Working data:
☆ ☆ ☆ ☆ ☆
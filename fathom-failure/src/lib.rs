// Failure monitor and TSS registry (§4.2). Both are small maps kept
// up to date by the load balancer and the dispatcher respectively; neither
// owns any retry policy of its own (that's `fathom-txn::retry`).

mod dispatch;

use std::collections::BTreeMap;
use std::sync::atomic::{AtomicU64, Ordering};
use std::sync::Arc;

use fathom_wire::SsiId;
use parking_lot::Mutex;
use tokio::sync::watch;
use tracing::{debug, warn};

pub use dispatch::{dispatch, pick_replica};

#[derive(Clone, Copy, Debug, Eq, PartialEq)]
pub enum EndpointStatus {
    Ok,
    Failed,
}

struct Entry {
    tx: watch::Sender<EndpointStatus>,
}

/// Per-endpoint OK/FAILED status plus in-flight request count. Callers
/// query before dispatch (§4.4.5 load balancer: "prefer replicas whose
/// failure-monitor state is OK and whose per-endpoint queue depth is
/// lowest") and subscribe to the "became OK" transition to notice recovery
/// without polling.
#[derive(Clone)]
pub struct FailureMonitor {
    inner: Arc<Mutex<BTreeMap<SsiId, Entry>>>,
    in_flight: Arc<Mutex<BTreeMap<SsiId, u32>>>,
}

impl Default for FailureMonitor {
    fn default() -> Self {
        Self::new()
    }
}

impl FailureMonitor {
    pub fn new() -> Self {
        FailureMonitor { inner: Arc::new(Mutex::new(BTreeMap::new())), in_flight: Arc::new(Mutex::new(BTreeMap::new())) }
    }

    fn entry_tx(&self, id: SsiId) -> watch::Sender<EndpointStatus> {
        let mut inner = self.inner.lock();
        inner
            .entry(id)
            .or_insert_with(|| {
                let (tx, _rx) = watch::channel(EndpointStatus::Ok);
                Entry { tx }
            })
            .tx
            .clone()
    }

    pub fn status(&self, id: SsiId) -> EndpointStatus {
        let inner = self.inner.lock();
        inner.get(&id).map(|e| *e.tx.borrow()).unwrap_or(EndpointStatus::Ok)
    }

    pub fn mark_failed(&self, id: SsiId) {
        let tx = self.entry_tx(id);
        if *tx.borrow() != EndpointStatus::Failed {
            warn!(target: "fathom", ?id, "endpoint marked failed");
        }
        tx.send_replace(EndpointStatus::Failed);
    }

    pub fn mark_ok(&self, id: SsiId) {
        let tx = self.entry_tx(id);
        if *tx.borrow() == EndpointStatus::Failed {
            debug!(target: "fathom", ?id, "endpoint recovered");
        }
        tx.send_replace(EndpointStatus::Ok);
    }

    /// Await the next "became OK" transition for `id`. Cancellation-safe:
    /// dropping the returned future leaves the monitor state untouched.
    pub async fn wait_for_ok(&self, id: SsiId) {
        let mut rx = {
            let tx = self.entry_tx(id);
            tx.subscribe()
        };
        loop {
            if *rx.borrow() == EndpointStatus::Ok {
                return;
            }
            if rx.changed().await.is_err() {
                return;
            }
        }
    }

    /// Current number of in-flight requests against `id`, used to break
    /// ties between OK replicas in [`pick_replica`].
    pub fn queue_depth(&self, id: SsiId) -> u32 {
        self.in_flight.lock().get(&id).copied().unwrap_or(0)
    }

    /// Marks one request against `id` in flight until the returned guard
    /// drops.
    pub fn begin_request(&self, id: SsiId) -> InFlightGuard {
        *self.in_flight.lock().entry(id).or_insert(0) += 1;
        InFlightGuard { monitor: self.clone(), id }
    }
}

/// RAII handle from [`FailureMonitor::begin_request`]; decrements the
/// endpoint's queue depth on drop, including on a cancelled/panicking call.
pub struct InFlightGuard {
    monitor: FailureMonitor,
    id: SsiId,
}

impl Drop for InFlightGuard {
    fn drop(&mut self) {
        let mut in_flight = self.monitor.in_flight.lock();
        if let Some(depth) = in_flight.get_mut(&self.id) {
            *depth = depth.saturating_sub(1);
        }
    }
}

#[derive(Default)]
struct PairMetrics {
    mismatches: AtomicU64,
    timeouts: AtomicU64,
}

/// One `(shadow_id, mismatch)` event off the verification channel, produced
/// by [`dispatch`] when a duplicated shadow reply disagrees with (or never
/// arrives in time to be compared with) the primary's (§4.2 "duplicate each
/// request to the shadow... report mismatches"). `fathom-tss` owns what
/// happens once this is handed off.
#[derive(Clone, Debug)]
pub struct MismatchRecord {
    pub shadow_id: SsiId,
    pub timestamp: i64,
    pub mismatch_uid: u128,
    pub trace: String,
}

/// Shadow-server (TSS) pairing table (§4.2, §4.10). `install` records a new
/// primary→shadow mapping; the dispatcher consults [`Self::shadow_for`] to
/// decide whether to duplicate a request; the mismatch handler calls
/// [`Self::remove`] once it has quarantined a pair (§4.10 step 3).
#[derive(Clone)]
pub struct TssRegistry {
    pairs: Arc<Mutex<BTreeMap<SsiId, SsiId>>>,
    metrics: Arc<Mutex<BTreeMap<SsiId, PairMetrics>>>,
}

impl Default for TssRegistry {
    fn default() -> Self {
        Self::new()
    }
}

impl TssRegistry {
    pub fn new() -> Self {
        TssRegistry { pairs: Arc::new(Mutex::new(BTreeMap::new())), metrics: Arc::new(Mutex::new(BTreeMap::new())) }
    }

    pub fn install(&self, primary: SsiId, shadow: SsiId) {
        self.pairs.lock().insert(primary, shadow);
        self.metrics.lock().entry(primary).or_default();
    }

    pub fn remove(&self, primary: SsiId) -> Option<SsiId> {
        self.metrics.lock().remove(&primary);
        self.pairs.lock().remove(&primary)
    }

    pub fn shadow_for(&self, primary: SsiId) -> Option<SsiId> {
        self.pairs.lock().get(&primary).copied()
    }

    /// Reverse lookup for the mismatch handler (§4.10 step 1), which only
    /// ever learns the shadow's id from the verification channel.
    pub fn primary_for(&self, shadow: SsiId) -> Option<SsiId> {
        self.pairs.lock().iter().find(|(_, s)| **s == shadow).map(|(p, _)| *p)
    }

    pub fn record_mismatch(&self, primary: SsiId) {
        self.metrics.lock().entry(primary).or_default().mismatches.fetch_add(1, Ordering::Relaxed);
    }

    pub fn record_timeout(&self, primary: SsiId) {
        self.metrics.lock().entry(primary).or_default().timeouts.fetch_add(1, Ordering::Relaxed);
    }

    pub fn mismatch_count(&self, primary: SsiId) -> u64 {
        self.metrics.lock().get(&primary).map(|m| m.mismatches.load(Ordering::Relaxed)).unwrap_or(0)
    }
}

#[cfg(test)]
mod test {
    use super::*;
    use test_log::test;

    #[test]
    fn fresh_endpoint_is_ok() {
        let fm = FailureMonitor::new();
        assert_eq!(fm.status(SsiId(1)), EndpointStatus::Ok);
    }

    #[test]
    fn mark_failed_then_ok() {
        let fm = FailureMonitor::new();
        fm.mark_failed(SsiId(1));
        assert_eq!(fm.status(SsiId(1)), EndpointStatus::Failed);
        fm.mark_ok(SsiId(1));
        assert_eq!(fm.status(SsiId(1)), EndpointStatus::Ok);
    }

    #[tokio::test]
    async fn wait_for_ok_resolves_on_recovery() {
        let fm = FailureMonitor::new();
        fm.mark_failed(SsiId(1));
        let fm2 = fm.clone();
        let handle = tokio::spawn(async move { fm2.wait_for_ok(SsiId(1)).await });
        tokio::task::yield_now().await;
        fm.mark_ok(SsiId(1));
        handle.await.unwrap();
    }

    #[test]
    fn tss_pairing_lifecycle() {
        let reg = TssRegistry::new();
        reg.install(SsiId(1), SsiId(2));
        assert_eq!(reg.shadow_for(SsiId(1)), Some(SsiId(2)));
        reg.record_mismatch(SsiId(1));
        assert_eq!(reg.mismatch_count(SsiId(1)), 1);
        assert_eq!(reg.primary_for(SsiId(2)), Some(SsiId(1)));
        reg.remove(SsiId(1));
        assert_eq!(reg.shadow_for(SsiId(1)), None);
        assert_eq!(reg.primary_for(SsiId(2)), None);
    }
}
☆ ☆ ☆ ☆ ☆
Required work:
Begin at the line that has "self.in_flight.lock().get(&id).copied().unwrap_or(0)" in the entries above; stop after the line that has "fn drop(&mut self)". Transcribe exactly those lines and no others.

Output below:
        self.in_flight.lock().get(&id).copied().unwrap_or(0)
    }

    /// Marks one request against `id` in flight until the returned guard
    /// drops.
    pub fn begin_request(&self, id: SsiId) -> InFlightGuard {
        *self.in_flight.lock().entry(id).or_insert(0) += 1;
        InFlightGuard { monitor: self.clone(), id }
    }
}

/// RAII handle from [`FailureMonitor::begin_request`]; decrements the
/// endpoint's queue depth on drop, including on a cancelled/panicking call.
pub struct InFlightGuard {
    monitor: FailureMonitor,
    id: SsiId,
}

impl Drop for InFlightGuard {
    fn drop(&mut self) {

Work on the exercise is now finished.